Workspace installs validate os/cpu on every linked workspace — declaring darwin-x64 in source would break npm install for everyone on darwin-arm64. The fields are injected just before npm pack by scripts/inject-platform-metadata.mjs, which the release workflow calls for each target. Source-tree package.jsons stay platform-neutral.

Release flow

The single tag myco/vX.Y.Z triggers the entire release. The CI workflow:

  1. Cross-compile the binary for each target into the matching packages/myco-<target>/bin/. Each target uploads its bin/ as a GitHub Actions artifact.
  2. Sync versions with scripts/sync-package-versions.mjs --target myco --version <version>. This bumps every package.json in the myco family — including the five platform package.json files — and rewrites optionalDependencies in packages/myco/package.json so core pins each platform package to the same exact version.
  3. Stage binaries back into their per-platform package directories.
  4. Inject os/cpu into each platform package.json (scripts/inject-platform-metadata.mjs <target>).
  5. Pack each platform package and core (six tarballs total).
  6. Publish the five platform packages to npm first, then core. Platform-first ordering matters: if core were published first, fresh installs would fail to resolve the optionalDependencies until the platform packages caught up.

The release workflow lives in .github/workflows/publish.yml.
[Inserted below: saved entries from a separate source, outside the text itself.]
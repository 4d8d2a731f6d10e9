//! Session controller: one tokio task per interview.
//!
//! The task owns the `InterviewSession` outright and is the only caller of the
//! AI services for that session. Handlers talk to it through a `SessionHandle`:
//! submissions go in over an mpsc channel, snapshots come out over a watch
//! channel.
//!
//! The countdown is an interval that exists only inside the answering wait.
//! Leaving `Answering` drops it, so a stale tick can never reach a session that
//! is evaluating or finalizing. Re-entering `Answering` starts a fresh one whose
//! first tick lands after whatever was left of the interrupted second.
//!
//! A finished session stays in the registry for `DONE_RETENTION` so its final
//! snapshot can still be read, then removes itself.

use std::future::Future;
use std::sync::Arc;
use std::time::Duration;

use tokio::sync::{mpsc, oneshot, watch};
use tokio::time::{interval_at, Instant, MissedTickBehavior};
use tracing::{debug, info, warn};
use uuid::Uuid;

use crate::candidates::CandidateIdentity;
use crate::interview::models::{Phase, SessionResult, SessionSnapshot};
use crate::interview::registry::SessionRegistry;
use crate::interview::services::InterviewServices;
use crate::interview::session::{Advance, InterviewSession, PendingAnswer, SessionError, Tick};
use crate::results::ResultStore;

const TICK: Duration = Duration::from_secs(1);
const COMMAND_BUFFER: usize = 8;
/// How long a `Done` session stays readable before leaving the registry.
pub const DONE_RETENTION: Duration = Duration::from_secs(30);

type Reply = oneshot::Sender<Result<SessionSnapshot, SessionError>>;

enum Command {
    Submit { answer: String, reply: Reply },
}

/// Cloneable handle to a running session.
#[derive(Clone)]
pub struct SessionHandle {
    id: Uuid,
    commands: mpsc::Sender<Command>,
    snapshots: watch::Receiver<SessionSnapshot>,
}

impl SessionHandle {
    pub fn id(&self) -> Uuid {
        self.id
    }

    pub fn snapshot(&self) -> SessionSnapshot {
        self.snapshots.borrow().clone()
    }

    /// Waits until the published snapshot satisfies `ready`.
    /// Returns the last snapshot if the controller has already exited.
    pub async fn wait_until(&self, ready: impl FnMut(&SessionSnapshot) -> bool) -> SessionSnapshot {
        let mut snapshots = self.snapshots.clone();
        let outcome = snapshots.wait_for(ready).await.map(|s| s.clone());
        match outcome {
            Ok(snapshot) => snapshot,
            Err(_) => self.snapshot(),
        }
    }

    /// Waits for question loading to finish.
    pub async fn ready(&self) -> SessionSnapshot {
        self.wait_until(|s| s.phase != Phase::LoadingQuestions).await
    }

    /// Submits an answer for the current question. Resolves once the answer has
    /// been scored, and after finalization when it was the last question.
    pub async fn submit(&self, answer: String) -> Result<SessionSnapshot, SessionError> {
        let (reply, response) = oneshot::channel();
        self.commands
            .send(Command::Submit { answer, reply })
            .await
            .map_err(|_| SessionError::Closed)?;
        response.await.map_err(|_| SessionError::Closed)?
    }
}

/// Registers a new session and starts its task.
/// The task loads questions immediately, persists the result when done and
/// deregisters itself after `DONE_RETENTION`.
pub async fn spawn_session(
    identity: CandidateIdentity,
    domain: String,
    services: InterviewServices,
    store: Arc<dyn ResultStore>,
    registry: SessionRegistry,
    duration_secs: u32,
) -> SessionHandle {
    let id = Uuid::new_v4();
    let identity = identity.with_domain(domain.clone());
    let session = InterviewSession::new(id, identity, domain);

    let (command_tx, command_rx) = mpsc::channel(COMMAND_BUFFER);
    let (snapshot_tx, snapshot_rx) = watch::channel(session.snapshot());

    let handle = SessionHandle {
        id,
        commands: command_tx,
        snapshots: snapshot_rx,
    };
    // Registered before the task runs so deregistration can never come first.
    registry.insert(handle.clone()).await;

    let controller = SessionController {
        session,
        services,
        store,
        registry,
        duration_secs,
        tick_offset: TICK,
        commands: command_rx,
        accepting: true,
        snapshots: snapshot_tx,
    };
    tokio::spawn(controller.run());

    handle
}

struct SessionController {
    session: InterviewSession,
    services: InterviewServices,
    store: Arc<dyn ResultStore>,
    registry: SessionRegistry,
    duration_secs: u32,
    /// Delay to the first tick when the answering wait is (re)entered.
    tick_offset: Duration,
    commands: mpsc::Receiver<Command>,
    /// False once every handle has been dropped; the clock still runs to expiry.
    accepting: bool,
    snapshots: watch::Sender<SessionSnapshot>,
}

impl SessionController {
    async fn run(mut self) {
        let id = self.session.id();
        let domain = self.session.domain().to_string();
        let name = self.session.identity().full_name.clone();

        let services = self.services.clone();
        let questions = self
            .while_busy(async move { services.load_questions(&domain, &name).await })
            .await;
        self.session.begin(questions, self.duration_secs);
        self.publish();
        info!("Session {id} started for {}", self.session.domain());

        // Held back until finalization so the last submitter sees the result.
        let mut final_reply: Option<Reply> = None;

        loop {
            match self.session.phase() {
                Phase::Answering => {
                    let Some((pending, reply)) = self.await_answer().await else {
                        continue;
                    };
                    match self.evaluate(pending).await {
                        Advance::NextQuestion => {
                            let _ = reply.send(Ok(self.session.snapshot()));
                        }
                        Advance::Finalize => final_reply = Some(reply),
                    }
                }
                Phase::Finalizing => {
                    let result = self.finalize().await;
                    self.persist(&result).await;
                    self.publish();
                    if let Some(reply) = final_reply.take() {
                        let _ = reply.send(Ok(self.session.snapshot()));
                    }
                    info!(
                        "Session {id} done: score={} recommendation={}",
                        result.score, result.recommendation
                    );
                    break;
                }
                Phase::LoadingQuestions | Phase::Evaluating | Phase::Done => break,
            }
        }

        // Closes the command channel; late submissions see `Closed`.
        let registry = self.registry.clone();
        drop(self);
        tokio::time::sleep(DONE_RETENTION).await;
        registry.remove(id).await;
        debug!("Session {id} released");
    }

    /// Runs the countdown and waits for an acceptable submission.
    /// Returns `None` when the clock expired instead.
    async fn await_answer(&mut self) -> Option<(PendingAnswer, Reply)> {
        let mut next_tick = Instant::now() + self.tick_offset;
        let mut countdown = interval_at(next_tick, TICK);
        countdown.set_missed_tick_behavior(MissedTickBehavior::Delay);

        loop {
            tokio::select! {
                fired = countdown.tick() => {
                    next_tick = fired + TICK;
                    let tick = self.session.tick();
                    self.publish();
                    match tick {
                        Tick::Expired => {
                            info!(
                                "Session {} timed out after {} answers",
                                self.session.id(),
                                self.session.responses().len()
                            );
                            return None;
                        }
                        Tick::Running(remaining) if remaining % 300 == 0 => {
                            debug!("Session {} has {remaining}s remaining", self.session.id());
                        }
                        Tick::Running(_) | Tick::Ignored => {}
                    }
                }
                command = self.commands.recv(), if self.accepting => match command {
                    Some(Command::Submit { answer, reply }) => {
                        match self.session.begin_submission(&answer) {
                            Ok(pending) => {
                                self.tick_offset = next_tick.saturating_duration_since(Instant::now());
                                self.publish();
                                return Some((pending, reply));
                            }
                            Err(err) => {
                                let _ = reply.send(Err(err));
                            }
                        }
                    }
                    None => self.accepting = false,
                },
            }
        }
    }

    async fn evaluate(&mut self, pending: PendingAnswer) -> Advance {
        let services = self.services.clone();
        let domain = self.session.domain().to_string();
        let (question, answer) = (pending.question.clone(), pending.answer.clone());

        let score = self
            .while_busy(async move { services.score_answer(&question, &answer, &domain).await })
            .await;
        let advance = self.session.record_response(pending, score);
        self.publish();
        advance
    }

    async fn finalize(&mut self) -> SessionResult {
        let services = self.services.clone();
        let name = self.session.identity().full_name.clone();
        let domain = self.session.domain().to_string();
        let responses = self.session.responses().to_vec();
        let average = self.session.average_score();
        self.publish();

        let verdict = self
            .while_busy(async move { services.summarize(&name, &domain, &responses, average).await })
            .await;
        self.session.finish(verdict)
    }

    /// Hands the result to the store. Failure is a warning only.
    async fn persist(&mut self, result: &SessionResult) {
        match self.store.save(result).await {
            Ok(result_id) => {
                self.session.set_result_id(result_id);
                info!("Stored result {result_id} for {}", result.identity.registration_no);
            }
            Err(e) => warn!(
                "Failed to store result for {}: {e}",
                result.identity.registration_no
            ),
        }
    }

    /// Drives `work` to completion, rejecting any submission that arrives meanwhile.
    async fn while_busy<F: Future>(&mut self, work: F) -> F::Output {
        tokio::pin!(work);
        loop {
            tokio::select! {
                output = &mut work => return output,
                command = self.commands.recv(), if self.accepting => match command {
                    Some(Command::Submit { reply, .. }) => {
                        let _ = reply.send(Err(SessionError::NotAnswering(self.session.phase())));
                    }
                    None => self.accepting = false,
                },
            }
        }
    }

    fn publish(&self) {
        self.snapshots.send_replace(self.session.snapshot());
    }
}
Dev / source-checkout behavior

For local development:

  • All five platform packages are workspaces, symlinked into node_modules/@goondocks/ by npm install.
  • The binary for the host target is written into packages/myco-<host>/bin/myco by make dev-link (which invokes scripts/build-single-target.mjs).
  • After the binary lands, make dev-link re-runs scripts/select-binary.mjs so vendor/resolved.json is populated for callers that go through bin/myco.cjs. (Bench dev typically reaches the binary via ~/.local/bin/myco-dev, the direct symlink, but tools that go through the npm bin shim need resolved.json.)
  • Before the binary is built, select-binary.mjs detects the source checkout (presence of packages/myco/src/) and exits 0 with a warning rather than failing the postinstall — so a clean npm ci on the monorepo doesn’t break.

Adding a new target

To support an additional os/cpu:

  1. Create packages/myco-<target>/ with a package.json matching the existing platform packages (no os/cpu in source).
  2. Add the package to optionalDependencies in packages/myco/package.json.
  3. Add the target to:
    • PLATFORM_METADATA in scripts/inject-platform-metadata.mjs
    • MYCO_PLATFORM_OPTIONAL_DEPS and the myco target’s files list in scripts/sync-package-versions.mjs
    • MYCO_PLATFORM_OPTIONAL_DEPS consumers in the publish workflow (cross-compile matrix, “Verify platform binaries” step, “Pack platform packages” step, publish step)
    • VALID in packages/myco/scripts/build-single-target.mjs
    • the platform pattern in packages/myco/src/service/spec-builder.ts#looksLikeDevBuildExecutable
  4. Provide a Bun cross-compile target plus libsqlite3 build for the architecture.